## WORK ITEM:
Present each line of the entries below that holds the word "ExitCode".

## Stored items:
++++++++++

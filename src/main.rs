use clap::Parser;
use fileflow::{Cli, Output};
use std::process::ExitCode;

fn main() -> ExitCode {
    let cli = Cli::parse();
    let quiet = cli.quiet;

    match cli.run() {
        Ok(code) => code,
        Err(e) => {
            Output::new(false, quiet).error(&format!("{e:#}"));
            ExitCode::FAILURE
        }
    }
}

++++++++++

## RESPONSE FOR THIS EXERCISE:
use std::process::ExitCode;
fn main() -> ExitCode {
            ExitCode::FAILURE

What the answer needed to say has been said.